Can you quote, word for word, every line from the first line of the records below through the line containing "a bounded window", and nothing else?

++++++++

//! Context-marker patch application.
//!
//! Hunks are located by `@@ <context>` markers naming semantic containers
//! (class or function lines) instead of line numbers, which keeps patches
//! valid when earlier edits have shifted the file. The matcher walks the
//! markers in order, then finds the removal block within a bounded window
//! using whitespace-tolerant comparison.

use async_trait::async_trait;
use serde::Deserialize;
use serde_json::{Value, json};

use crate::config::constants::{defaults, tools};

use super::super::error::ToolError;
use super::super::file_ops::atomic_write;
use super::super::path::resolve_workspace_path;
use super::super::traits::{Tool, ToolCategory, ToolContext, parse_args};

const UPDATE_FILE_MARKER: &str = "*** Update File: ";
const BEGIN_PATCH_MARKER: &str = "*** Begin Patch";
const END_PATCH_MARKER: &str = "*** End Patch";
const CONTEXT_MARKER_PREFIX: &str = "@@";

#[derive(Debug, Clone, Default)]
struct SemanticHunk {
    /// Context markers, outermost first. Indentation in the marker text is
    /// irrelevant; comparison trims both sides.
    contexts: Vec<String>,
    removals: Vec<String>,
    additions: Vec<String>,
}

#[derive(Debug)]
struct SemanticPatch {
    path: String,
    hunks: Vec<SemanticHunk>,
}

fn parse(patch: &str) -> Result<SemanticPatch, ToolError> {
    let mut lines = patch.lines().peekable();

    // An optional Begin Patch wrapper is tolerated and skipped.
    while let Some(line) = lines.peek() {
        let trimmed = line.trim();
        if trimmed.is_empty() || trimmed == BEGIN_PATCH_MARKER {
            lines.next();
        } else {
            break;
        }
    }

    let header = lines
        .next()
        .ok_or_else(|| ToolError::patch_failed("empty patch"))?;
    let path = header
        .trim()
        .strip_prefix(UPDATE_FILE_MARKER)
        .ok_or_else(|| {
            ToolError::patch_failed(format!(
                "expected '{UPDATE_FILE_MARKER}<path>' header, found '{header}'"
            ))
        })?
        .trim()
        .to_string();
    if path.is_empty() {
        return Err(ToolError::patch_failed("update header names no path"));
    }

    let mut hunks: Vec<SemanticHunk> = Vec::new();
    let mut current = SemanticHunk::default();
    let mut current_has_body = false;

    for line in lines {
        let trimmed_end = line.trim_end();
        if trimmed_end.trim() == END_PATCH_MARKER {
            break;
        }

        if trimmed_end.is_empty() {
            // A blank line terminates the hunk in progress.
            if current_has_body || !current.contexts.is_empty() {
                hunks.push(std::mem::take(&mut current));
                current_has_body = false;
            }
            continue;
        }

        if let Some(context) = trimmed_end.trim_start().strip_prefix(CONTEXT_MARKER_PREFIX) {
            if current_has_body {
                // A new marker after diff lines starts the next hunk.
                hunks.push(std::mem::take(&mut current));
                current_has_body = false;
            }
            current.contexts.push(context.trim().to_string());
            continue;
        }

        match trimmed_end.chars().next() {
            Some('-') => {
                current.removals.push(trimmed_end[1..].to_string());
                current_has_body = true;
            }
            Some('+') => {
                current.additions.push(trimmed_end[1..].to_string());
                current_has_body = true;
            }
            _ => {
                return Err(ToolError::patch_failed(format!(
                    "unexpected line in patch body: '{trimmed_end}'"
                )));
            }
        }
    }

    if current_has_body || !current.contexts.is_empty() {
        hunks.push(current);
    }
    if hunks.is_empty() {
        return Err(ToolError::patch_failed("patch contains no hunks"));
    }

    Ok(SemanticPatch { path, hunks })
}

fn apply_hunk(lines: &mut Vec<String>, hunk: &SemanticHunk) -> Result<(), ToolError> {
    // Locate the deepest context: each marker matches the first trimmed-equal
    // line after its predecessor's match.
    let mut cursor = 0usize;
    for marker in &hunk.contexts {
        let found = (cursor..lines.len()).find(|&i| lines[i].trim() == marker.as_str());
        match found {
            Some(index) => cursor = index + 1,
            None => {
                return Err(ToolError::patch_failed(format!(
                    "context marker not found: {marker}"
                ))
                .with_suggestion(
                    "check the marker text against the file; markers compare trimmed",
                ));
            }
        }
    }

    if hunk.removals.is_empty() {
        // Pure insertion lands right after the located context.
        let at = cursor.min(lines.len());
        lines.splice(at..at, hunk.additions.iter().cloned());
        return Ok(());
    }

    let window = hunk.removals.len();
    let last_start = lines.len().saturating_sub(window);
    let search_end = (cursor + defaults::SEMANTIC_PATCH_SEARCH_WINDOW).min(last_start);

    let matches_at = |start: usize| {
        hunk.removals
            .iter()
            .enumerate()
            .all(|(k, removal)| lines[start + k].trim() == removal.trim())
    };

    let found = (cursor..=search_end).find(|&start| matches_at(start));
    match found {
        Some(start) => {
            lines.splice(start..start + window, hunk.additions.iter().cloned());
            Ok(())
        }
        None => Err(ToolError::patch_failed(format!(
            "removal block not found within {} lines of context:\n{}",
            defaults::SEMANTIC_PATCH_SEARCH_WINDOW,
            hunk.removals.join("\n")
        ))
        .with_suggestion("read_file the region and align the removal lines with the file")),
    }
}

fn default_false() -> bool {
    false
}

#[derive(Debug, Deserialize)]
struct SemanticPatchInput {
    patch: String,
    #[serde(default = "default_false")]
    dry_run: bool,
}

/// Apply a context-marker patch. The target path comes from the
/// `*** Update File:` header inside the patch itself.
pub struct SemanticPatchTool;

#[async_trait]
impl Tool for SemanticPatchTool {
    fn name(&self) -> &'static str {
        tools::SEMANTIC_PATCH
    }

    fn description(&self) -> &'static str {
        "Apply a patch located by '@@ context' markers (class/function names) instead of line numbers. Preferred for refactor-heavy edits."
    }

    fn category(&self) -> ToolCategory {
        ToolCategory::CodeEdit
    }

    fn priority(&self) -> u8 {
        35
    }

    fn is_mutating(&self) -> bool {
        true
    }

    fn parameters(&self) -> Value {
        json!({
            "type": "object",
            "properties": {
                "patch": {
                    "type": "string",
                    "description": "Patch text: '*** Update File: <path>' header, then hunks of '@@ <context>' markers, '-' removals and '+' additions. Blank lines separate hunks.",
                },
                "dry_run": {"type": "boolean", "description": "Return patched text without writing"},
            },
            "required": ["patch"],
        })
    }

    async fn execute(&self, ctx: &ToolContext, args: Value) -> Result<Value, ToolError> {
        let input: SemanticPatchInput = parse_args(args)?;
        let patch = parse(&input.patch)?;
        let path = resolve_workspace_path(&ctx.workspace_root, &patch.path)?;

        let original = tokio::fs::read_to_string(&path)
            .await
            .map_err(|err| ToolError::from_io(&err, &patch.path))?;
        let had_trailing_newline = original.ends_with('\n');
        let mut lines: Vec<String> = original.lines().map(String::from).collect();

        // Hunks apply sequentially; each sees the state the previous left.
        for hunk in &patch.hunks {
            apply_hunk(&mut lines, hunk)?;
        }

        let mut patched = lines.join("\n");
        if had_trailing_newline && !patched.is_empty() {
            patched.push('\n');
        }

        if input.dry_run {
            return Ok(json!({
                "success": true,
                "path": path.to_string_lossy(),
                "dry_run": true,
                "hunks_applied": patch.hunks.len(),
                "patched_text": patched,
            }));
        }

        atomic_write(&path, &patched).await?;

        Ok(json!({
            "success": true,
            "path": path.to_string_lossy(),
            "hunks_applied": patch.hunks.len(),
        }))
    }
}

#[cfg(test)]
mod tests {
    use super::*;
    use crate::tools::error::ToolErrorKind;
    use pretty_assertions::assert_eq;
    use tempfile::TempDir;

    fn ctx(tmp: &TempDir) -> ToolContext {
        ToolContext::new(tmp.path().to_path_buf())
    }

    const USER_PY: &str = "class User:\n    def __init__(self, email):\n        self.email = email\n\n    def validate(self):\n        return True\n\nclass Admin:\n    pass\n";

    #[test]
    fn parse_extracts_path_and_hunks() {
        let patch = "*** Update File: user.py\n@@ class User\n@@ def validate\n-        return True\n+        if not self.email:\n+            raise ValueError(\"missing email\")\n+        return True\n";
        let parsed = parse(patch).unwrap();
        assert_eq!(parsed.path, "user.py");
        assert_eq!(parsed.hunks.len(), 1);
        assert_eq!(
            parsed.hunks[0].contexts,
            vec!["class User".to_string(), "def validate".to_string()]
        );
        assert_eq!(parsed.hunks[0].removals.len(), 1);
        assert_eq!(parsed.hunks[0].additions.len(), 3);
    }

    #[test]
    fn blank_line_separates_hunks() {
        let patch = "*** Update File: a.rs\n@@ fn one\n-x\n+y\n\n@@ fn two\n-p\n+q\n";
        let parsed = parse(patch).unwrap();
        assert_eq!(parsed.hunks.len(), 2);
    }

    #[tokio::test]
    async fn locates_by_nested_context_and_preserves_suffix() {
        let tmp = TempDir::new().unwrap();
        std::fs::write(tmp.path().join("user.py"), USER_PY).unwrap();

        let patch = "*** Update File: user.py\n@@ class User\n@@ def validate\n-        return True\n+        if not self.email:\n+            raise ValueError(\"missing email\")\n+        return True\n";
        SemanticPatchTool
            .execute(&ctx(&tmp), json!({"patch": patch}))
            .await
            .unwrap();

        let result = std::fs::read_to_string(tmp.path().join("user.py")).unwrap();
        assert!(result.contains("raise ValueError(\"missing email\")"));
        // Bytes after the patched method are untouched.
        assert!(result.ends_with("class Admin:\n    pass\n"));
    }

    #[tokio::test]
    async fn missing_context_marker_is_reported() {
        let tmp = TempDir::new().unwrap();
        std::fs::write(tmp.path().join("user.py"), USER_PY).unwrap();

        let patch = "*** Update File: user.py\n@@ class Ghost\n-x\n+y\n";
        let err = SemanticPatchTool
            .execute(&ctx(&tmp), json!({"patch": patch}))
            .await
            .unwrap_err();
        assert_eq!(err.kind, ToolErrorKind::PatchFailed);
        assert!(err.message.contains("context marker not found: class Ghost"));
    }

    #[tokio::test]
    async fn removal_matching_is_whitespace_tolerant() {
        let tmp = TempDir::new().unwrap();
        std::fs::write(tmp.path().join("user.py"), USER_PY).unwrap();

        // Removal line trimmed differently from the file's indentation.
        let patch = "*** Update File: user.py\n@@ def validate\n-return True\n+        return bool(self.email)\n";
        SemanticPatchTool
            .execute(&ctx(&tmp), json!({"patch": patch}))
            .await
            .unwrap();
        let result = std::fs::read_to_string(tmp.path().join("user.py")).unwrap();
        assert!(result.contains("return bool(self.email)"));
        assert!(!result.contains("return True"));
    }

    #[tokio::test]
    async fn empty_removal_inserts_after_context() {
        let tmp = TempDir::new().unwrap();
        std::fs::write(tmp.path().join("a.rs"), "fn main() {\n    body();\n}\n").unwrap();

        let patch = "*** Update File: a.rs\n@@ fn main() {\n+    setup();\n";
        SemanticPatchTool
            .execute(&ctx(&tmp), json!({"patch": patch}))
            .await
            .unwrap();
        assert_eq!(
            std::fs::read_to_string(tmp.path().join("a.rs")).unwrap(),
            "fn main() {\n    setup();\n    body();\n}\n"
        );
    }

    #[tokio::test]
    async fn sequential_hunks_see_prior_edits() {
        let tmp = TempDir::new().unwrap();
        std::fs::write(
            tmp.path().join("m.rs"),
            "fn alpha() {\n    a();\n}\n\nfn beta() {\n    b();\n}\n",
        )
        .unwrap();

        let patch = "*** Update File: m.rs\n@@ fn alpha() {\n-    a();\n+    a2();\n\n@@ fn beta() {\n-    b();\n+    b2();\n";
        SemanticPatchTool
            .execute(&ctx(&tmp), json!({"patch": patch}))
            .await
            .unwrap();
        let result = std::fs::read_to_string(tmp.path().join("m.rs")).unwrap();
        assert!(result.contains("a2();"));
        assert!(result.contains("b2();"));
    }

    #[tokio::test]
    async fn dry_run_returns_patched_text() {
        let tmp = TempDir::new().unwrap();
        std::fs::write(tmp.path().join("a.rs"), "fn f() {\n    x();\n}\n").unwrap();

        let patch = "*** Update File: a.rs\n@@ fn f() {\n-    x();\n+    y();\n";
        let out = SemanticPatchTool
            .execute(&ctx(&tmp), json!({"patch": patch, "dry_run": true}))
            .await
            .unwrap();
        assert!(out["patched_text"].as_str().unwrap().contains("y();"));
        assert_eq!(
            std::fs::read_to_string(tmp.path().join("a.rs")).unwrap(),
            "fn f() {\n    x();\n}\n"
        );
    }
}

++++++++

- EXERCISE OUTPUT -
//! Context-marker patch application.
//!
//! Hunks are located by `@@ <context>` markers naming semantic containers
//! (class or function lines) instead of line numbers, which keeps patches
//! valid when earlier edits have shifted the file. The matcher walks the
//! markers in order, then finds the removal block within a bounded window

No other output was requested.